Instructions for the task — Find the line with "score of zero." in the entries below, then reproduce it and every line after it down to and including the line with "whitespace around them.", exactly.

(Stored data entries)
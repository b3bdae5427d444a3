//! Fuzzy answer scoring.
//!
//! A response is compared against accepted solutions and known wrong
//! answers with a Ratcliff/Obershelp similarity ratio. A close match to a
//! forbidden answer overrides any solution match.

use std::collections::HashMap;
use std::sync::LazyLock;

use regex::Regex;
use serde::{Deserialize, Serialize};

/// A response must score strictly above this against some solution to pass.
pub const ACCEPT_THRESHOLD: f64 = 0.6;

/// A response scoring strictly above this against a forbidden answer fails
/// with a score of zero.
pub const FORBID_THRESHOLD: f64 = 0.85;

static PARENTHETICAL: LazyLock<Regex> =
    LazyLock::new(|| Regex::new(r"\s*\(.*?\)\s*").expect("static regex"));

/// Outcome of scoring one response.
#[derive(Debug, Clone, Copy, PartialEq, Serialize, Deserialize)]
pub struct Evaluation {
    pub passed: bool,
    /// `None` when there was nothing to score (empty response).
    pub score: Option<f64>,
}

impl Evaluation {
    pub fn skipped() -> Self {
        Self {
            passed: false,
            score: None,
        }
    }

    /// Score formatted for display; `-` when absent.
    pub fn score_display(&self) -> String {
        match self.score {
            Some(s) => format!("{s:.2}"),
            None => "-".to_string(),
        }
    }
}

/// Score `response` against the accepted and forbidden strings.
pub fn score<S: AsRef<str>, F: AsRef<str>>(
    response: &str,
    solutions: &[S],
    forbids: &[F],
) -> Evaluation {
    if response.is_empty() {
        return Evaluation::skipped();
    }

    let best_solution = best_ratio(response, solutions);
    let best_forbid = best_ratio(response, forbids);

    if best_forbid > FORBID_THRESHOLD {
        return Evaluation {
            passed: false,
            score: Some(0.0),
        };
    }

    Evaluation {
        passed: best_solution > ACCEPT_THRESHOLD,
        score: Some(best_solution),
    }
}

fn best_ratio<S: AsRef<str>>(response: &str, candidates: &[S]) -> f64 {
    candidates
        .iter()
        .map(|c| ratio(c.as_ref(), response))
        .fold(0.0, f64::max)
}

/// Remove `( ... )` qualifiers and the whitespace around them.
pub fn strip_parentheticals(text: &str) -> String {
    PARENTHETICAL.replace_all(text, "").into_owned()
}

/// Split a `;`-delimited annotation into trimmed, non-empty parts.
pub fn split_list(text: &str) -> impl Iterator<Item = &str> {
    text.split(';').map(str::trim).filter(|s| !s.is_empty())
}

/// Ratcliff/Obershelp similarity: `2 * M / (len(a) + len(b))`, where `M` is
/// the number of characters in the recursively found longest common blocks.
pub fn ratio(a: &str, b: &str) -> f64 {
    let a: Vec<char> = a.chars().collect();
    let b: Vec<char> = b.chars().collect();
    let total = a.len() + b.len();
    if total == 0 {
        return 1.0;
    }
    2.0 * matching_chars(&a, &b) as f64 / total as f64
}

fn matching_chars(a: &[char], b: &[char]) -> usize {
    let mut b2j: HashMap<char, Vec<usize>> = HashMap::new();
    for (j, c) in b.iter().enumerate() {
        b2j.entry(*c).or_default().push(j);
    }

    let mut matched = 0;
    let mut queue = vec![(0, a.len(), 0, b.len())];
    while let Some((alo, ahi, blo, bhi)) = queue.pop() {
        let (i, j, k) = longest_match(a, &b2j, alo, ahi, blo, bhi);
        if k == 0 {
            continue;
        }
        matched += k;
        if alo < i && blo < j {
            queue.push((alo, i, blo, j));
        }
        if i + k < ahi && j + k < bhi {
            queue.push((i + k, ahi, j + k, bhi));
        }
    }
    matched
}

/// Longest block `a[i..i+k] == b[j..j+k]` within the given ranges; ties go
/// to the earliest `i`, then the earliest `j`.
fn longest_match(
    a: &[char],
    b2j: &HashMap<char, Vec<usize>>,
    alo: usize,
    ahi: usize,
    blo: usize,
    bhi: usize,
) -> (usize, usize, usize) {
    let (mut best_i, mut best_j, mut best_k) = (alo, blo, 0);
    // Length of the match ending at (i - 1, j), keyed by j.
    let mut run: HashMap<usize, usize> = HashMap::new();
    for (i, c) in a.iter().enumerate().take(ahi).skip(alo) {
        let mut next_run = HashMap::new();
        if let Some(positions) = b2j.get(c) {
            for &j in positions {
                if j < blo {
                    continue;
                }
                if j >= bhi {
                    break;
                }
                let k = j
                    .checked_sub(1)
                    .and_then(|prev| run.get(&prev))
                    .copied()
                    .unwrap_or(0)
                    + 1;
                next_run.insert(j, k);
                if k > best_k {
                    best_i = i + 1 - k;
                    best_j = j + 1 - k;
                    best_k = k;
                }
            }
        }
        run = next_run;
    }
    (best_i, best_j, best_k)
}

Response area —
/// with a score of zero.
pub const FORBID_THRESHOLD: f64 = 0.85;

static PARENTHETICAL: LazyLock<Regex> =
    LazyLock::new(|| Regex::new(r"\s*\(.*?\)\s*").expect("static regex"));

/// Outcome of scoring one response.
#[derive(Debug, Clone, Copy, PartialEq, Serialize, Deserialize)]
pub struct Evaluation {
    pub passed: bool,
    /// `None` when there was nothing to score (empty response).
    pub score: Option<f64>,
}

impl Evaluation {
    pub fn skipped() -> Self {
        Self {
            passed: false,
            score: None,
        }
    }

    /// Score formatted for display; `-` when absent.
    pub fn score_display(&self) -> String {
        match self.score {
            Some(s) => format!("{s:.2}"),
            None => "-".to_string(),
        }
    }
}

/// Score `response` against the accepted and forbidden strings.
pub fn score<S: AsRef<str>, F: AsRef<str>>(
    response: &str,
    solutions: &[S],
    forbids: &[F],
) -> Evaluation {
    if response.is_empty() {
        return Evaluation::skipped();
    }

    let best_solution = best_ratio(response, solutions);
    let best_forbid = best_ratio(response, forbids);

    if best_forbid > FORBID_THRESHOLD {
        return Evaluation {
            passed: false,
            score: Some(0.0),
        };
    }

    Evaluation {
        passed: best_solution > ACCEPT_THRESHOLD,
        score: Some(best_solution),
    }
}

fn best_ratio<S: AsRef<str>>(response: &str, candidates: &[S]) -> f64 {
    candidates
        .iter()
        .map(|c| ratio(c.as_ref(), response))
        .fold(0.0, f64::max)
}

/// Remove `( ... )` qualifiers and the whitespace around them.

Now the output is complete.